##### EXERCISE INPUTS

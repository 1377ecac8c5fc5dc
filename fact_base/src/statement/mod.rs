//! Statement definitions - typed facts attached to knowledge-base entities.

mod qualifier;
mod time;

pub use qualifier::*;
pub use time::*;

use serde::{Deserialize, Serialize};

/// Unique identifier for knowledge-base entities (items).
#[derive(Debug, Clone, Copy, PartialEq, Eq, Hash, PartialOrd, Ord, Serialize, Deserialize)]
pub struct ItemId(pub u64);

impl std::fmt::Display for ItemId {
    fn fmt(&self, f: &mut std::fmt::Formatter<'_>) -> std::fmt::Result {
        write!(f, "Q{}", self.0)
    }
}

/// Unique identifier for properties (the predicate of a statement).
#[derive(Debug, Clone, Copy, PartialEq, Eq, Hash, PartialOrd, Ord, Serialize, Deserialize)]
pub struct PropertyId(pub u32);

impl std::fmt::Display for PropertyId {
    fn fmt(&self, f: &mut std::fmt::Formatter<'_>) -> std::fmt::Result {
        write!(f, "P{}", self.0)
    }
}

/// The grammatical word form naming an entity, suitable for insertion into
/// a sentence as a subject or embedded name.
#[derive(Debug, Clone, PartialEq, Eq, Hash, Serialize, Deserialize)]
pub struct Lexeme(pub String);

impl Lexeme {
    /// Create a lexeme from any string-like value.
    pub fn new(form: impl Into<String>) -> Self {
        Self(form.into())
    }

    /// The underlying word form.
    pub fn as_str(&self) -> &str {
        &self.0
    }
}

impl std::fmt::Display for Lexeme {
    fn fmt(&self, f: &mut std::fmt::Formatter<'_>) -> std::fmt::Result {
        write!(f, "{}", self.0)
    }
}

/// The value carried by a statement or qualifier.
#[derive(Debug, Clone, PartialEq, Serialize, Deserialize)]
pub enum Value {
    /// A media locator (image file name or URL).
    Media(String),

    /// A numeric quantity.
    Quantity(f64),

    /// A reference to another entity.
    Item(ItemId),

    /// A raw time literal, parsed on demand.
    ///
    /// The literal stays unparsed so that a malformed date degrades to an
    /// absent value at the point of use instead of failing statement
    /// construction.
    Time(String),
}

impl Value {
    /// Create a media value.
    pub fn media(locator: impl Into<String>) -> Self {
        Value::Media(locator.into())
    }

    /// Create a quantity value.
    pub fn quantity(amount: f64) -> Self {
        Value::Quantity(amount)
    }

    /// Create an item-reference value.
    pub fn item(id: ItemId) -> Self {
        Value::Item(id)
    }

    /// Create a time value from a raw literal.
    pub fn time(literal: impl Into<String>) -> Self {
        Value::Time(literal.into())
    }

    /// The media locator, if this is a media value.
    pub fn as_media(&self) -> Option<&str> {
        match self {
            Value::Media(locator) => Some(locator),
            _ => None,
        }
    }

    /// The numeric amount, if this is a quantity value.
    pub fn as_quantity(&self) -> Option<f64> {
        match self {
            Value::Quantity(amount) => Some(*amount),
            _ => None,
        }
    }

    /// The referenced item, if this is an item value.
    pub fn as_item(&self) -> Option<ItemId> {
        match self {
            Value::Item(id) => Some(*id),
            _ => None,
        }
    }

    /// The parsed date, if this is a time value with a well-formed literal.
    pub fn as_time(&self) -> Option<PointInTime> {
        match self {
            Value::Time(literal) => PointInTime::parse(literal),
            _ => None,
        }
    }
}

/// A single fact attached to an entity: property, value, and optional
/// qualifiers narrowing the fact's validity (most commonly a date).
#[derive(Debug, Clone, PartialEq, Serialize, Deserialize)]
pub struct Statement {
    pub property: PropertyId,
    pub value: Value,
    pub qualifiers: Qualifiers,
}

impl Statement {
    /// Create a statement with no qualifiers.
    pub fn new(property: PropertyId, value: Value) -> Self {
        Self {
            property,
            value,
            qualifiers: Qualifiers::new(),
        }
    }

    /// Create a media statement.
    pub fn media(property: PropertyId, locator: impl Into<String>) -> Self {
        Self::new(property, Value::media(locator))
    }

    /// Create a quantity statement.
    pub fn quantity(property: PropertyId, amount: f64) -> Self {
        Self::new(property, Value::quantity(amount))
    }

    /// Create an item-reference statement.
    pub fn item(property: PropertyId, id: ItemId) -> Self {
        Self::new(property, Value::item(id))
    }

    /// Attach a qualifier to this statement.
    pub fn with_qualifier(mut self, property: PropertyId, value: Value) -> Self {
        self.qualifiers.push(property, value);
        self
    }
}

##########

YOUR GOAL :: All of the data above needs to be retyped exactly, with each line as it stands.

RESULT OF THIS TASK ::
repository 1377ecac8c5fc5dc
filename fact_base/src/statement/mod.rs
//! Statement definitions - typed facts attached to knowledge-base entities.

mod qualifier;
mod time;

pub use qualifier::*;
pub use time::*;

use serde::{Deserialize, Serialize};

/// Unique identifier for knowledge-base entities (items).
#[derive(Debug, Clone, Copy, PartialEq, Eq, Hash, PartialOrd, Ord, Serialize, Deserialize)]
pub struct ItemId(pub u64);

impl std::fmt::Display for ItemId {
    fn fmt(&self, f: &mut std::fmt::Formatter<'_>) -> std::fmt::Result {
        write!(f, "Q{}", self.0)
    }
}

/// Unique identifier for properties (the predicate of a statement).
#[derive(Debug, Clone, Copy, PartialEq, Eq, Hash, PartialOrd, Ord, Serialize, Deserialize)]
pub struct PropertyId(pub u32);

impl std::fmt::Display for PropertyId {
    fn fmt(&self, f: &mut std::fmt::Formatter<'_>) -> std::fmt::Result {
        write!(f, "P{}", self.0)
    }
}

/// The grammatical word form naming an entity, suitable for insertion into
/// a sentence as a subject or embedded name.
#[derive(Debug, Clone, PartialEq, Eq, Hash, Serialize, Deserialize)]
pub struct Lexeme(pub String);

impl Lexeme {
    /// Create a lexeme from any string-like value.
    pub fn new(form: impl Into<String>) -> Self {
        Self(form.into())
    }

    /// The underlying word form.
    pub fn as_str(&self) -> &str {
        &self.0
    }
}

impl std::fmt::Display for Lexeme {
    fn fmt(&self, f: &mut std::fmt::Formatter<'_>) -> std::fmt::Result {
        write!(f, "{}", self.0)
    }
}

/// The value carried by a statement or qualifier.
#[derive(Debug, Clone, PartialEq, Serialize, Deserialize)]
pub enum Value {
    /// A media locator (image file name or URL).
    Media(String),

    /// A numeric quantity.
    Quantity(f64),

    /// A reference to another entity.
    Item(ItemId),

    /// A raw time literal, parsed on demand.
    ///
    /// The literal stays unparsed so that a malformed date degrades to an
    /// absent value at the point of use instead of failing statement
    /// construction.
    Time(String),
}

impl Value {
    /// Create a media value.
    pub fn media(locator: impl Into<String>) -> Self {
        Value::Media(locator.into())
    }

    /// Create a quantity value.
    pub fn quantity(amount: f64) -> Self {
        Value::Quantity(amount)
    }

    /// Create an item-reference value.
    pub fn item(id: ItemId) -> Self {
        Value::Item(id)
    }

    /// Create a time value from a raw literal.
    pub fn time(literal: impl Into<String>) -> Self {
        Value::Time(literal.into())
    }

    /// The media locator, if this is a media value.
    pub fn as_media(&self) -> Option<&str> {
        match self {
            Value::Media(locator) => Some(locator),
            _ => None,
        }
    }

    /// The numeric amount, if this is a quantity value.
    pub fn as_quantity(&self) -> Option<f64> {
        match self {
            Value::Quantity(amount) => Some(*amount),
            _ => None,
        }
    }

    /// The referenced item, if this is an item value.
    pub fn as_item(&self) -> Option<ItemId> {
        match self {
            Value::Item(id) => Some(*id),
            _ => None,
        }
    }

    /// The parsed date, if this is a time value with a well-formed literal.
    pub fn as_time(&self) -> Option<PointInTime> {
        match self {
            Value::Time(literal) => PointInTime::parse(literal),
            _ => None,
        }
    }
}

/// A single fact attached to an entity: property, value, and optional
/// qualifiers narrowing the fact's validity (most commonly a date).
#[derive(Debug, Clone, PartialEq, Serialize, Deserialize)]
pub struct Statement {
    pub property: PropertyId,
    pub value: Value,
    pub qualifiers: Qualifiers,
}

impl Statement {
    /// Create a statement with no qualifiers.
    pub fn new(property: PropertyId, value: Value) -> Self {
        Self {
            property,
            value,
            qualifiers: Qualifiers::new(),
        }
    }

    /// Create a media statement.
    pub fn media(property: PropertyId, locator: impl Into<String>) -> Self {
        Self::new(property, Value::media(locator))
    }

    /// Create a quantity statement.
    pub fn quantity(property: PropertyId, amount: f64) -> Self {
        Self::new(property, Value::quantity(amount))
    }

    /// Create an item-reference statement.
    pub fn item(property: PropertyId, id: ItemId) -> Self {
        Self::new(property, Value::item(id))
    }

    /// Attach a qualifier to this statement.
    pub fn with_qualifier(mut self, property: PropertyId, value: Value) -> Self {
        self.qualifiers.push(property, value);
        self
    }
}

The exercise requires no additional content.